Informacje biograficzne. Eleonora Felicjanna Gagatkiewiczówna urodziła się 31 I 1815 w Warszawie (dane skorygowane w 2019 r. przez D. Samborską-Kukuć). Jej ojciec pełnił w tym czasie funkcję starszego asesora Prefektury Warszawskiej, matka Izabela z Łuszczewskich, spokrewniona z rodziną Deotymy, zajmowała się domem. Po rozwodzie rodziców w 1816 r. matka Izabela 1º voto Gagatkiewiczowa wyszła powtórnie za mąż za pułkownika Antoniego Płonczyńskiego (1779–1831), a córkę z pierwszego małżeństwa zostawiła pod opieką swojej matki w Jasieńcu k. Czerska. Eleonora była dzieckiem zdolnym, uczyła się w domu, a później na pensji Anny Nowakowskiej przy ul. Królewskiej w Warszawie, gdzie trafiła pod skrzydła Stanisława Jachowicza. W lipcu 1834 r. wyszła za mąż za Antoniego Ziemięckiego, sąsiada babki, artystę malarza. Małżonkowie wiele podróżowali. Artykuły Eleonory na temat malarstwa europejskiego pozwalają wyznaczyć hipotetyczną marszrutę – Drezno, Paryż, miasta włoskie. W Berlinie, gdzie podziwiany przez nią Georg Wilhelm Friedrich Hegel już w tym czasie nie wykładał (zm. 1831), Ziemięcka mogła zapoznać się z prawie pełnym korpusem jego dzieł wydawanych przez Karla Ludwiga Micheleta. W 1842 r. założyła w Warszawie miesięcznik „Pielgrzym”, który utrzymał się na rynku do 1846 r. Publikowało w nim kilku znanych autorów z określonych środowisk, np. z kręgu koterii petersburskiej. Z trojga dzieci Ziemięckich przeżyła rodziców tylko pierworodna córka, Eleonora Izabella Wiktoria (ur. 1835, zam. Teofilowa Tatarowiczowa). Około 1840 r. Ziemięccy, po powrocie z zagranicy przebywający w Trzylatkowie k.
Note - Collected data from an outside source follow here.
//! Alcove - desktop-shell applet and shortcut framework.
//!
//! Alcove keeps a desktop shell's extension surface in sync with the
//! outside world: plugin descriptors appearing and disappearing on disk,
//! a reloadable plugin-manager configuration, native modules providing
//! the actual applet implementations, and shortcut id lists edited in an
//! external settings store.
//!
//! # Architecture
//!
//! The library is organized into two main modules:
//!
//! - [`plugins`] - Descriptor discovery, configuration loading, native
//!   module loading and the generic reconciliation diff
//! - [`shortcuts`] - Store-synchronized shortcut sets and bookmark
//!   shortcut bookkeeping
//!
//! Everything runs on one logical thread: filesystem changes and store
//! notifications are queued and drained cooperatively via `poll()` and
//! `dispatch()`, so no callback ever runs concurrently with caller code.
//!
//! # Example
//!
//! ```ignore
//! use alcove::PluginManager;
//!
//! let mut manager = PluginManager::new("/etc/alcove/home.conf")?;
//! manager.run();
//!
//! // Host event loop:
//! loop {
//!     for event in manager.poll() {
//!         println!("plugin change: {:?}", event);
//!     }
//!     // ... render, sleep, etc.
//! }
//! ```

pub mod plugins;
pub mod shortcuts;

// Re-export commonly used types for convenience
pub use plugins::{
    reconcile, DescriptorChange, DescriptorEvent, DescriptorStore, PluginConfiguration,
    PluginError, PluginEvent, PluginFactory, PluginItem, PluginLoader, PluginManager,
    PluginRegistrar, PluginResult, Reconciliation,
};
pub use shortcuts::{
    BookmarkShortcuts, InMemoryStore, SettingsStore, ShortcutItem, Shortcuts, StoreError,
    StoreResult,
};
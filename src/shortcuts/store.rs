//! Settings store abstraction.
//!
//! Shortcut id lists and per-bookmark metadata live in an external
//! key-value store with change notification. The store is injected behind
//! this trait so reconciliation can be exercised without a real settings
//! daemon; [`InMemoryStore`] is the reference implementation used by tests
//! and standalone embeddings.
//!
//! Change notifications are queued and delivered from [`SettingsStore::
//! dispatch`], mirroring how a real store's notifications arrive through
//! the host event loop: an observer never runs inside the write that
//! triggered it.

use std::cell::RefCell;
use std::collections::HashMap;

use thiserror::Error;
use tracing::debug;

/// Errors reported by a settings store.
#[derive(Debug, Error)]
pub enum StoreError {
    /// The value under a key does not have the requested type.
    /// Heterogeneous values are rejected, not coerced.
    #[error("Value under '{0}' is not a list of strings")]
    WrongType(String),

    /// The store backend failed.
    #[error("Settings store failure: {0}")]
    Backend(String),
}

/// Result type alias for settings store operations.
pub type StoreResult<T> = Result<T, StoreError>;

/// An external key-value settings store with change notification.
///
/// Methods take `&self`: a store is a client handle, implementations use
/// interior mutability. Absent keys read as empty (`get_list`) or `None`
/// (`get_string`).
pub trait SettingsStore {
    /// Read an ordered list of strings.
    fn get_list(&self, key: &str) -> StoreResult<Vec<String>>;

    /// Replace an ordered list of strings.
    fn set_list(&self, key: &str, values: &[String]) -> StoreResult<()>;

    /// Read a single string value.
    fn get_string(&self, key: &str) -> StoreResult<Option<String>>;

    /// Write a single string value.
    fn set_string(&self, key: &str, value: &str) -> StoreResult<()>;

    /// Remove a key. Removing an absent key is not an error.
    fn unset(&self, key: &str) -> StoreResult<()>;

    /// Subscribe to changes of one key.
    fn notify_on_change(&self, key: &str, observer: Box<dyn Fn()>);

    /// Deliver queued change notifications.
    ///
    /// Called by the host event loop; observers registered for a changed
    /// key run synchronously, in registration order.
    fn dispatch(&self);
}

#[derive(Debug, Clone, PartialEq, Eq)]
enum Value {
    Str(String),
    List(Vec<String>),
}

/// In-memory [`SettingsStore`] implementation.
#[derive(Default)]
pub struct InMemoryStore {
    values: RefCell<HashMap<String, Value>>,
    observers: RefCell<Vec<(String, Box<dyn Fn()>)>>,
    queued: RefCell<Vec<String>>,
}

impl InMemoryStore {
    pub fn new() -> Self {
        Self::default()
    }

    fn queue_change(&self, key: &str) {
        let mut queued = self.queued.borrow_mut();
        if !queued.iter().any(|queued_key| queued_key == key) {
            queued.push(key.to_string());
        }
    }
}

impl SettingsStore for InMemoryStore {
    fn get_list(&self, key: &str) -> StoreResult<Vec<String>> {
        match self.values.borrow().get(key) {
            None => Ok(Vec::new()),
            Some(Value::List(values)) => Ok(values.clone()),
            Some(Value::Str(_)) => Err(StoreError::WrongType(key.to_string())),
        }
    }

    fn set_list(&self, key: &str, values: &[String]) -> StoreResult<()> {
        self.values
            .borrow_mut()
            .insert(key.to_string(), Value::List(values.to_vec()));
        self.queue_change(key);
        Ok(())
    }

    fn get_string(&self, key: &str) -> StoreResult<Option<String>> {
        match self.values.borrow().get(key) {
            None => Ok(None),
            Some(Value::Str(value)) => Ok(Some(value.clone())),
            Some(Value::List(_)) => Err(StoreError::WrongType(key.to_string())),
        }
    }

    fn set_string(&self, key: &str, value: &str) -> StoreResult<()> {
        self.values
            .borrow_mut()
            .insert(key.to_string(), Value::Str(value.to_string()));
        self.queue_change(key);
        Ok(())
    }

    fn unset(&self, key: &str) -> StoreResult<()> {
        if self.values.borrow_mut().remove(key).is_some() {
            self.queue_change(key);
        }
        Ok(())
    }

    fn notify_on_change(&self, key: &str, observer: Box<dyn Fn()>) {
        self.observers
            .borrow_mut()
            .push((key.to_string(), observer));
    }

    fn dispatch(&self) {
        // Observers may write the store again; keep draining until the
        // queue settles. Writes converge because observers only react to
        // actual state changes.
        loop {
            let changed = std::mem::take(&mut *self.queued.borrow_mut());
            if changed.is_empty() {
                return;
            }
            debug!("Dispatching {} store change(s)", changed.len());

            for key in changed {
                let observers = self.observers.borrow();
                for (observed_key, observer) in observers.iter() {
                    if *observed_key == key {
                        observer();
                    }
                }
            }
        }
    }
}
//! Generic ordered-set reconciliation.
//!
//! Computes the minimal add/remove delta between a desired id list and the
//! currently active id set. The same algorithm drives both shortcut-list
//! synchronization and plugin descriptor bookkeeping, so it is implemented
//! once over any comparable key.

use std::cmp::Ordering;

/// The minimal edit sets produced by [`reconcile`].
///
/// `to_add` and `to_remove` are disjoint: a key present in both inputs
/// appears in neither output.
#[derive(Debug, Clone, PartialEq, Eq)]
pub struct Reconciliation<K> {
    /// Keys present in the desired list but not in the current set.
    pub to_add: Vec<K>,
    /// Keys present in the current set but not in the desired list.
    pub to_remove: Vec<K>,
}

impl<K> Reconciliation<K> {
    /// True when both inputs already agree.
    pub fn is_empty(&self) -> bool {
        self.to_add.is_empty() && self.to_remove.is_empty()
    }
}

/// Diff `desired` against `current` using the natural key order.
///
/// Duplicate keys in `desired` are coalesced before the walk, so a
/// duplicated id yields a single instance rather than add/remove churn.
/// Output order follows the sort order, not the input order.
pub fn reconcile<K: Ord>(desired: Vec<K>, current: Vec<K>) -> Reconciliation<K> {
    reconcile_by(desired, current, K::cmp)
}

/// Diff `desired` against `current` under an explicit total order.
///
/// Both inputs are sorted by `cmp`, then walked in lockstep: a head only in
/// `current` goes to `to_remove`, a head only in `desired` goes to `to_add`,
/// equal heads are dropped from both. Once one side is exhausted the
/// remainder of the other side is moved wholesale. O(n log n) in the sort.
pub fn reconcile_by<K>(
    mut desired: Vec<K>,
    mut current: Vec<K>,
    cmp: impl Fn(&K, &K) -> Ordering,
) -> Reconciliation<K> {
    desired.sort_by(&cmp);
    desired.dedup_by(|a, b| cmp(a, b) == Ordering::Equal);
    current.sort_by(&cmp);

    let mut to_add = Vec::new();
    let mut to_remove = Vec::new();

    let mut desired = desired.into_iter().peekable();
    let mut current = current.into_iter().peekable();

    while let (Some(d), Some(c)) = (desired.peek(), current.peek()) {
        match cmp(c, d) {
            // Only in current: schedule for removal.
            Ordering::Less => to_remove.push(current.next().unwrap()),
            // Only in desired: schedule for addition.
            Ordering::Greater => to_add.push(desired.next().unwrap()),
            // In both: no action needed.
            Ordering::Equal => {
                current.next();
                desired.next();
            }
        }
    }

    to_add.extend(desired);
    to_remove.extend(current);

    Reconciliation { to_add, to_remove }
}

#[cfg(test)]
mod tests {
    use super::*;
    use std::collections::BTreeSet;

    fn ids(values: &[&str]) -> Vec<String> {
        values.iter().map(|s| s.to_string()).collect()
    }

    #[test]
    fn test_disjoint_inputs() {
        let plan = reconcile(ids(&["a", "b"]), ids(&["c", "d"]));
        assert_eq!(plan.to_add, ids(&["a", "b"]));
        assert_eq!(plan.to_remove, ids(&["c", "d"]));
    }

    #[test]
    fn test_equal_inputs_produce_no_work() {
        let plan = reconcile(ids(&["a", "b", "c"]), ids(&["c", "b", "a"]));
        assert!(plan.is_empty());
    }

    #[test]
    fn test_mixed_overlap() {
        // Desired ["b", "a", "c"] against active {"a", "d"}.
        let plan = reconcile(ids(&["b", "a", "c"]), ids(&["a", "d"]));
        assert_eq!(plan.to_add, ids(&["b", "c"]));
        assert_eq!(plan.to_remove, ids(&["d"]));
    }

    #[test]
    fn test_empty_desired_removes_everything() {
        let plan = reconcile(Vec::<String>::new(), ids(&["a", "b"]));
        assert!(plan.to_add.is_empty());
        assert_eq!(plan.to_remove, ids(&["a", "b"]));
    }

    #[test]
    fn test_empty_current_adds_everything() {
        let plan = reconcile(ids(&["a", "b"]), Vec::new());
        assert_eq!(plan.to_add, ids(&["a", "b"]));
        assert!(plan.to_remove.is_empty());
    }

    #[test]
    fn test_duplicates_in_desired_are_coalesced() {
        let plan = reconcile(ids(&["a", "a", "b"]), ids(&["a"]));
        assert_eq!(plan.to_add, ids(&["b"]));
        assert!(plan.to_remove.is_empty());
    }

    #[test]
    fn test_outputs_are_disjoint_and_cover_the_delta() {
        let desired = ids(&["e", "b", "a", "f"]);
        let current = ids(&["a", "c", "d", "e"]);
        let plan = reconcile(desired.clone(), current.clone());

        let add: BTreeSet<_> = plan.to_add.iter().collect();
        let remove: BTreeSet<_> = plan.to_remove.iter().collect();
        assert!(add.is_disjoint(&remove));

        // to_add never overlaps current, to_remove is a subset of current.
        let current_set: BTreeSet<_> = current.iter().collect();
        assert!(add.is_disjoint(&current_set));
        assert!(remove.is_subset(&current_set));

        // Applying the plan to current yields exactly the desired set.
        let mut applied: BTreeSet<String> = current.into_iter().collect();
        for id in &plan.to_remove {
            applied.remove(id);
        }
        applied.extend(plan.to_add.iter().cloned());
        let desired_set: BTreeSet<String> = desired.into_iter().collect();
        assert_eq!(applied, desired_set);
    }

    #[test]
    fn test_reconcile_is_idempotent_after_apply() {
        let desired = ids(&["x", "y", "z"]);
        let current = ids(&["w", "x"]);
        let plan = reconcile(desired.clone(), current.clone());

        let mut applied: BTreeSet<String> = current.into_iter().collect();
        for id in &plan.to_remove {
            applied.remove(id);
        }
        applied.extend(plan.to_add.iter().cloned());

        let again = reconcile(desired, applied.into_iter().collect());
        assert!(again.is_empty());
    }

    #[test]
    fn test_reconcile_by_custom_order() {
        // Case-insensitive comparison treats "A" and "a" as the same key.
        let plan = reconcile_by(
            ids(&["A", "b"]),
            ids(&["a"]),
            |x, y| x.to_lowercase().cmp(&y.to_lowercase()),
        );
        assert_eq!(plan.to_add, ids(&["b"]));
        assert!(plan.to_remove.is_empty());
    }
}
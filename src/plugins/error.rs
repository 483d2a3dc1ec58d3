//! Error types for the plugin framework.

use std::path::PathBuf;
use thiserror::Error;

/// Errors that can occur in the plugin framework.
#[derive(Debug, Error)]
pub enum PluginError {
    /// Top-level configuration is malformed or incomplete. Reloads fail
    /// closed on this error and keep serving the previous state.
    #[error("Configuration error: {0}")]
    Config(String),

    /// A descriptor file could not be read or is missing required keys.
    #[error("Invalid descriptor {path}: {message}")]
    Descriptor { path: PathBuf, message: String },

    /// A native module could not be loaded or instantiated.
    #[error("Failed to load module {path}: {message}")]
    Load { path: PathBuf, message: String },

    /// Filesystem watcher errors.
    #[error("Watcher error: {0}")]
    Watch(#[from] notify::Error),

    /// IO errors.
    #[error("IO error: {0}")]
    Io(#[from] std::io::Error),

    /// TOML parsing errors.
    #[error("Config parse error: {0}")]
    TomlParse(#[from] toml::de::Error),
}

/// Result type alias for plugin framework operations.
pub type PluginResult<T> = Result<T, PluginError>;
Czerska w majątku Antoniego, zamieszkali na stałe w Warszawie, gdzie filozofka zmarła 11 IX 1869 po długiej chorobie. Owdowiały mąż zamieszkał z rodziną córki w Lublinie.

Filozofia spirytualna jako punkt wyjścia. Młoda Ziemięcka zainteresowała się filozofią w duchu niemieckim, jak wielu twórców tego okresu (M. Mochnacki, K. Brodziński, M. Grabowski). W latach 30. poznała filozofię Hegla i trwała przez kilka lat w podziwie dla idei uczonego. Jej studia nad Heglem stanowią element wciąż nierozstrzygniętego sporu o to, w jakim stopniu filozofia niemiecka wpłynęła na polski romantyzm. Eleonory Ziemięckiej w tym sporze jednak nie ma. Tymczasem była ona przez wiele lat nie tylko propagatorką myśli Heglowskiej, ale z czasem również jej krytykiem: „Przystąpiwszy z młodzieńczą miłością prawdy do nauki filozofii niemieckiej, unosiłam się jej wielkością, zdawało mi się, że rozum ludzki doszedł już swego kresu, że pozostaje mu tylko urzeczywistnić w społeczności ludzkiej oznaczenia ducha, aby tam wyraziła się w zupełności idea boska. Z wolna jednak znikało bezwzględne zachwycenie, obudził się rozbiór, a owa doskonała »wiedza prawdy«, ów wielki systemat okazał mi się pysznym utworem pojedynczego rozumu, utworem, który nie ma życia w sobie, bo nie odpowiada potrzebom duszy człowieka” (Myśli o filozofii, „Biblioteka Warszawska” 1841, t. 2).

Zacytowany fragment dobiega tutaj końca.